マロンやクーナックなどを長期飼育させた経験をお持ちの方や、最近であればニチザリ長期飼育の経験を積まれている方なら、このキーワードを聞くと「ピン!」と来ることでしょう。そう! ここで活用するのが「もらい水」なのです。一般的には、換水時供給用の貯め水専用水槽を1本用意し、常時それを回しておくことを考えがちですが、たとえ汲み置きであったとしても、ピンピンに尖った新しい水では、稚ザリの場合、刺激が強過ぎる可能性もあります。ある程度以上の体力を持った個体であればともかく、独り歩きを始めてからさほど時間が経過していない稚ザリの場合、この変化が様々なトラブルの引き金となり、水槽全体として、致命的なダメージとなる危険性もないとはいえません。そこで、そうした刺激の少ないこなれた水、すなわち「生きた水」を用意しよう・・・というわけです。
この場合、まず、水質の変化を含めた厳しい環境にも、ある程度までは耐えられる強い個体を用意します。同種の成体の中から、秋までの段階である程度絞っておくとよいでしょう。さらに、越冬中の個体間トラブルは、水の供給を受ける側の稚ザリにとっても何一つプラスにならないので、基本は単独飼育ですから、当然選ぶ個体も1匹ということになります。
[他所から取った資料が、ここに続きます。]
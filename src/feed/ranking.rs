use super::model::{RankedPost, ShopPost, SortMode};
use crate::location::{Coordinate, LocationSession, distance, format_distance};

/// 按当前位置排序社区帖子
pub struct RankedFeed<'a> {
    session: &'a LocationSession,
}

impl<'a> RankedFeed<'a> {
    pub fn new(session: &'a LocationSession) -> Self {
        Self { session }
    }

    pub fn rank(&self, posts: Vec<ShopPost>, mode: SortMode) -> Vec<RankedPost> {
        rank_posts(posts, mode, self.origin())
    }

    /// 半径内（公里）的帖子，按距离升序；没有当前位置时返回 None
    pub fn nearby(&self, posts: Vec<ShopPost>, radius_km: f64) -> Option<Vec<RankedPost>> {
        let origin = self.origin()?;
        let limit_meters = (radius_km * 1000.0).round() as i64;

        let ranked = rank_posts(posts, SortMode::Distance, Some(origin))
            .into_iter()
            .filter(|post| {
                post.distance_meters
                    .is_some_and(|meters| meters <= limit_meters)
            })
            .collect();
        Some(ranked)
    }

    fn origin(&self) -> Option<Coordinate> {
        self.session.current().map(|location| location.coordinate)
    }
}

/// 排序规则：
/// - `distance`：有坐标的按距离升序在前，无坐标的保持原顺序在后；没有原点时等同 `latest`
/// - `latest`：按创建时间降序
/// - `popular`：按 (点赞数, 浏览数) 降序
///
/// 全部使用稳定排序，相同键保持输入顺序。
pub fn rank_posts(
    posts: Vec<ShopPost>,
    mode: SortMode,
    origin: Option<Coordinate>,
) -> Vec<RankedPost> {
    let mut ranked: Vec<RankedPost> = posts
        .into_iter()
        .map(|post| annotate(post, origin))
        .collect();

    match (mode, origin) {
        (SortMode::Distance, Some(_)) => {
            let (mut near, far): (Vec<_>, Vec<_>) = ranked
                .into_iter()
                .partition(|post| post.distance_meters.is_some());
            near.sort_by_key(|post| post.distance_meters);
            near.extend(far);
            ranked = near;
        }
        (SortMode::Distance, None) | (SortMode::Latest, _) => {
            ranked.sort_by(|a, b| b.post.created_at.cmp(&a.post.created_at));
        }
        (SortMode::Popular, _) => {
            ranked.sort_by(|a, b| {
                (b.post.like_count, b.post.view_count).cmp(&(a.post.like_count, a.post.view_count))
            });
        }
    }

    ranked
}

/// 关键字过滤：店名、地址、点评，不区分大小写
pub fn search_posts(posts: Vec<ShopPost>, keyword: &str) -> Vec<ShopPost> {
    let keyword = keyword.trim().to_lowercase();
    if keyword.is_empty() {
        return posts;
    }

    posts
        .into_iter()
        .filter(|post| {
            [&post.shop_name, &post.shop_location, &post.comment]
                .iter()
                .any(|field| field.to_lowercase().contains(&keyword))
        })
        .collect()
}

fn annotate(post: ShopPost, origin: Option<Coordinate>) -> RankedPost {
    let km = origin.zip(post.coordinate()).map(|(from, to)| distance(from, to));
    RankedPost {
        distance_meters: km.map(|km| (km * 1000.0).round() as i64),
        distance_label: km.map(format_distance),
        post,
    }
}

#[cfg(test)]
mod tests {
    use chrono::{DateTime, TimeZone, Utc};

    use super::*;

    fn at(secs: i64) -> DateTime<Utc> {
        Utc.timestamp_opt(1_750_000_000 + secs, 0).unwrap()
    }

    fn post(id: i64, coordinate: Option<(f64, f64)>, created: i64, likes: i64, views: i64) -> ShopPost {
        ShopPost {
            id,
            shop_name: format!("shop-{id}"),
            shop_location: String::new(),
            comment: String::new(),
            latitude: coordinate.map(|c| c.0),
            longitude: coordinate.map(|c| c.1),
            created_at: at(created),
            like_count: likes,
            view_count: views,
        }
    }

    fn ids(ranked: &[RankedPost]) -> Vec<i64> {
        ranked.iter().map(|p| p.post.id).collect()
    }

    fn beijing() -> Coordinate {
        Coordinate::new(39.9042, 116.4074).unwrap()
    }

    #[test]
    fn empty_input() {
        assert!(rank_posts(Vec::new(), SortMode::Distance, Some(beijing())).is_empty());
        assert!(rank_posts(Vec::new(), SortMode::Distance, None).is_empty());
    }

    #[test]
    fn distance_puts_unlocated_posts_last() {
        let a = post(1, Some((39.9042, 116.4084)), 0, 0, 0);
        let b = post(2, None, 10, 0, 0);
        let c = post(3, Some((40.0, 117.0)), 20, 0, 0);

        let ranked = rank_posts(vec![a, b, c], SortMode::Distance, Some(beijing()));
        assert_eq!(ids(&ranked), vec![1, 3, 2]);

        let a_meters = ranked[0].distance_meters.unwrap();
        assert!((80..=90).contains(&a_meters), "got {a_meters}");
        assert_eq!(ranked[0].distance_label.as_deref(), Some(format!("{a_meters}m").as_str()));
        let c_km = ranked[1].distance_meters.unwrap() as f64 / 1000.0;
        assert!((50.0..=100.0).contains(&c_km), "got {c_km}");
        assert_eq!(ranked[2].distance_meters, None);
    }

    #[test]
    fn distance_without_origin_matches_latest() {
        let posts = vec![
            post(1, Some((39.9, 116.4)), 5, 0, 0),
            post(2, None, 30, 0, 0),
            post(3, Some((40.0, 117.0)), 10, 0, 0),
        ];
        let by_distance = rank_posts(posts.clone(), SortMode::Distance, None);
        let by_latest = rank_posts(posts, SortMode::Latest, None);
        assert_eq!(ids(&by_distance), ids(&by_latest));
        assert_eq!(ids(&by_latest), vec![2, 3, 1]);
    }

    #[test]
    fn popular_orders_by_likes_then_views() {
        let posts = vec![
            post(1, None, 0, 5, 10),
            post(2, None, 0, 9, 1),
            post(3, None, 0, 5, 40),
            post(4, None, 0, 5, 10),
        ];
        let ranked = rank_posts(posts, SortMode::Popular, None);
        assert_eq!(ids(&ranked), vec![2, 3, 1, 4]);
    }

    #[test]
    fn ties_keep_input_order() {
        let posts = vec![
            post(1, Some((39.95, 116.45)), 0, 0, 0),
            post(2, None, 0, 0, 0),
            post(3, Some((39.95, 116.45)), 0, 0, 0),
            post(4, None, 0, 0, 0),
        ];
        let ranked = rank_posts(posts.clone(), SortMode::Distance, Some(beijing()));
        assert_eq!(ids(&ranked), vec![1, 3, 2, 4]);

        let ranked = rank_posts(posts, SortMode::Latest, None);
        assert_eq!(ids(&ranked), vec![1, 2, 3, 4]);
    }

    #[test]
    fn search_matches_any_text_field() {
        let mut a = post(1, None, 0, 0, 0);
        a.shop_name = "Old Wang BBQ".into();
        let mut b = post(2, None, 0, 0, 0);
        b.comment = "烤腰子很棒".into();
        let c = post(3, None, 0, 0, 0);

        let found = search_posts(vec![a.clone(), b.clone(), c.clone()], "wang");
        assert_eq!(found, vec![a.clone()]);
        let found = search_posts(vec![a.clone(), b.clone(), c.clone()], "腰子");
        assert_eq!(found, vec![b.clone()]);
        assert_eq!(search_posts(vec![a, b, c], "  ").len(), 3);
    }
}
そして、その個体を収容するために、充分な水を確保できる大きめの水槽を割り当て、稚ザリ混育水槽と同環境、同水温が維持できる環境にセットしましょう。そこでは、先ほど選定した個体を実際に飼育して越冬させておきながら、なおかつ、できるだけその水が傷みにくい環境で維持します。当然、投餌量なども個体に支障が出ないレベルまでの範囲で抑えますし、同じく個体に支障が出ないレベルの範囲で換水頻度も維持して行きます。つまり、その1つの水槽に、収容個体の越冬と、換水に使える水源ストックという、2つの役割を担わせるというわけです。水を回しているうちに、水の傷みとは異なる、水質の基本的な変化が起こらぬよう、こちらの水槽に関しても、底砂や濾材、濾過システムなどは、稚ザリの混育水槽と同じセッティングにしておきましょう。
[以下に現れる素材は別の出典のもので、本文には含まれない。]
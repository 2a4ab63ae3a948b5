use serde::{Deserialize, Serialize};

use crate::feed::{RankedPost, ShopPost, SortMode};

// 排序请求
#[derive(Debug, Deserialize)]
pub struct RankRequest {
    #[serde(default)]
    pub mode: SortMode,
    pub posts: Vec<ShopPost>,
    pub keyword: Option<String>,
    pub radius_km: Option<f64>,
    #[serde(default)]
    pub nearby: bool,
}

// 排序响应
#[derive(Debug, Serialize)]
pub struct RankResponse {
    pub mode: SortMode,
    pub has_location: bool,
    pub posts: Vec<RankedPost>,
}
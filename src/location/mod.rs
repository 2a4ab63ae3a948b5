//! 定位子系统
//!
//! 权限 → 设备定位 → 逆地理编码 → 缓存，由 [`LocationSession`] 统一编排。

pub mod coordinate;
pub mod distance;
pub mod geocode;
pub mod permission;
pub mod position;
pub mod session;

pub use coordinate::{Coordinate, ResolvedLocation};
pub use distance::{distance, format_distance, round_km};
pub use geocode::{GeocodeClient, ReverseGeocoder, fallback_address};
pub use permission::{AlwaysGranted, PermissionGate, PermissionProvider, PermissionState, PermissionStatus};
pub use position::{FixedPositionProvider, PositionProvider, ReportedPositionProvider};
pub use session::{LocationSession, LocationSessionState};
use config::Config;
use std::sync::Arc;

use location::{LocationSession, ReportedPositionProvider};

pub mod cache;
pub mod config;
pub mod error;
pub mod feed;
pub mod location;
pub mod middleware;
pub mod routes;
pub mod utils;

#[derive(Clone)]
pub struct AppState {
    pub config: Config,
    pub session: LocationSession,
    pub reporter: Arc<ReportedPositionProvider>,
}
// 缓存模块
// 包含键值存储、缓存数据结构和操作逻辑

pub mod keys;
pub mod models;
pub mod operations;
pub mod store;

// 重新导出常用类型，方便其他模块使用
pub use models::CachedLocationRecord;
pub use operations::LocationCache;
pub use store::{KeyValueStore, MemoryStore, RedisStore};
もちろん、もらい水用の水槽に収容される個体は、ただでさえ通常よりも換水の頻度が高い上に、稚ザリ混育水槽への飼育水供給という観点から、たびたびの減水、加水に耐えてもらわねばなりません。自らの換水と、稚ザリ水槽への供給という点で見れば、単純計算しても、水が入れ替わるタイミングは2倍となります。また、むやみな投餌で水を傷めてしまっては元も子もありませんから、その部分でも耐えてもらう必要があります。そういう意味で、キーパーに対しては、稚ザリだけでなく、こうした環境下でも個体を越冬させることができるだけの飼育技術が必要になってくるとは思いますが、越冬期間中、こうした水を常に用意できる状況になれば、それこそ自分の思い通りのタイミングで、水温面でも水質面でも極めて小さい負担で稚ザリ混育水槽の換水がクリアできるというわけです。
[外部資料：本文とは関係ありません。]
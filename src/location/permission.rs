use std::sync::{Arc, Mutex};

use futures_util::future::{BoxFuture, FutureExt};
use serde::Serialize;

use crate::error::PermissionError;

const DENIED_MESSAGE: &str = "location permission denied, please enable it in settings";
const CHECK_FAILED_MESSAGE: &str = "unable to read location permission status";

/// 定位权限状态
#[derive(Debug, Clone, Copy, PartialEq, Eq, Serialize)]
#[serde(rename_all = "lowercase")]
pub enum PermissionState {
    Unknown,
    Granted,
    Denied,
}

/// 设备权限接口
pub trait PermissionProvider: Send + Sync {
    /// 读取当前授权设置
    fn query(&self) -> BoxFuture<'_, Result<PermissionState, PermissionError>>;

    /// 弹出授权请求
    fn request(&self) -> BoxFuture<'_, Result<bool, PermissionError>>;

    /// 阻塞式对话框，用户确认后返回 true
    fn confirm_open_settings(&self) -> BoxFuture<'_, bool>;

    /// 打开系统设置页，返回时用户已离开设置页
    fn open_settings(&self) -> BoxFuture<'_, Result<(), PermissionError>>;
}

/// 始终授权，用于服务端和虚拟定位
#[derive(Debug, Default, Clone, Copy)]
pub struct AlwaysGranted;

impl PermissionProvider for AlwaysGranted {
    fn query(&self) -> BoxFuture<'_, Result<PermissionState, PermissionError>> {
        async { Ok(PermissionState::Granted) }.boxed()
    }

    fn request(&self) -> BoxFuture<'_, Result<bool, PermissionError>> {
        async { Ok(true) }.boxed()
    }

    fn confirm_open_settings(&self) -> BoxFuture<'_, bool> {
        async { false }.boxed()
    }

    fn open_settings(&self) -> BoxFuture<'_, Result<(), PermissionError>> {
        async { Ok(()) }.boxed()
    }
}

/// 权限状态及展示文案
#[derive(Debug, Clone, Serialize)]
pub struct PermissionStatus {
    pub state: PermissionState,
    pub message: String,
}

pub struct PermissionGate {
    provider: Arc<dyn PermissionProvider>,
    last_error: Mutex<Option<String>>,
}

impl PermissionGate {
    pub fn new(provider: Arc<dyn PermissionProvider>) -> Self {
        Self {
            provider,
            last_error: Mutex::new(None),
        }
    }

    /// 查询失败一律视为拒绝
    pub async fn check(&self) -> PermissionState {
        match self.provider.query().await {
            Ok(state) => state,
            Err(e) => {
                tracing::warn!("Failed to query location permission: {}", e);
                self.set_error(CHECK_FAILED_MESSAGE);
                PermissionState::Denied
            }
        }
    }

    /// 仅在未决定时弹出授权请求
    pub async fn request(&self) -> bool {
        match self.check().await {
            PermissionState::Granted => true,
            PermissionState::Denied => false,
            PermissionState::Unknown => self.prompt().await,
        }
    }

    /// 组合流程：已授权直接通过，未决定则申请，已拒绝则引导去设置页后重新检查
    pub async fn resolve(&self) -> bool {
        self.clear_error();

        let granted = match self.check().await {
            PermissionState::Granted => true,
            PermissionState::Unknown => self.prompt().await,
            PermissionState::Denied => self.recover_from_settings().await,
        };

        if !granted && self.last_error().is_none() {
            self.set_error(DENIED_MESSAGE);
        }
        granted
    }

    pub async fn status(&self) -> PermissionStatus {
        let (state, message) = match self.provider.query().await {
            Ok(PermissionState::Granted) => {
                (PermissionState::Granted, "location permission granted")
            }
            Ok(PermissionState::Denied) => (PermissionState::Denied, DENIED_MESSAGE),
            Ok(PermissionState::Unknown) => (
                PermissionState::Unknown,
                "location permission has not been requested yet",
            ),
            Err(e) => {
                tracing::warn!("Failed to query location permission: {}", e);
                (PermissionState::Denied, CHECK_FAILED_MESSAGE)
            }
        };
        PermissionStatus {
            state,
            message: message.to_string(),
        }
    }

    /// 最近一次失败的用户可见原因
    pub fn last_error(&self) -> Option<String> {
        self.last_error
            .lock()
            .map(|guard| guard.clone())
            .unwrap_or_default()
    }

    async fn prompt(&self) -> bool {
        match self.provider.request().await {
            Ok(granted) => granted,
            Err(e) => {
                tracing::warn!("Location permission request failed: {}", e);
                false
            }
        }
    }

    async fn recover_from_settings(&self) -> bool {
        if !self.provider.confirm_open_settings().await {
            tracing::debug!("User declined to open settings");
            return false;
        }
        if let Err(e) = self.provider.open_settings().await {
            tracing::warn!("Failed to open settings: {}", e);
            return false;
        }
        self.clear_error();
        self.check().await == PermissionState::Granted
    }

    fn set_error(&self, message: &str) {
        if let Ok(mut guard) = self.last_error.lock() {
            *guard = Some(message.to_string());
        }
    }

    fn clear_error(&self) {
        if let Ok(mut guard) = self.last_error.lock() {
            *guard = None;
        }
    }
}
なお、当然といえば当然過ぎるポイントですが、排水の際、取り出す側の水はできるだけ底床から遠い、表層部の水を抜き取るようにすることが大切です。底床ゴシゴシ・・・という、いつものやり方では、稚ザリにとって有益どころか、とんでもないダメージを与えてしまうことになりかねません。ひと口に「水を抜く」といっても、何のために抜くかという目的によって、その基本的作業方法が異なることは、至極当然のことなのです。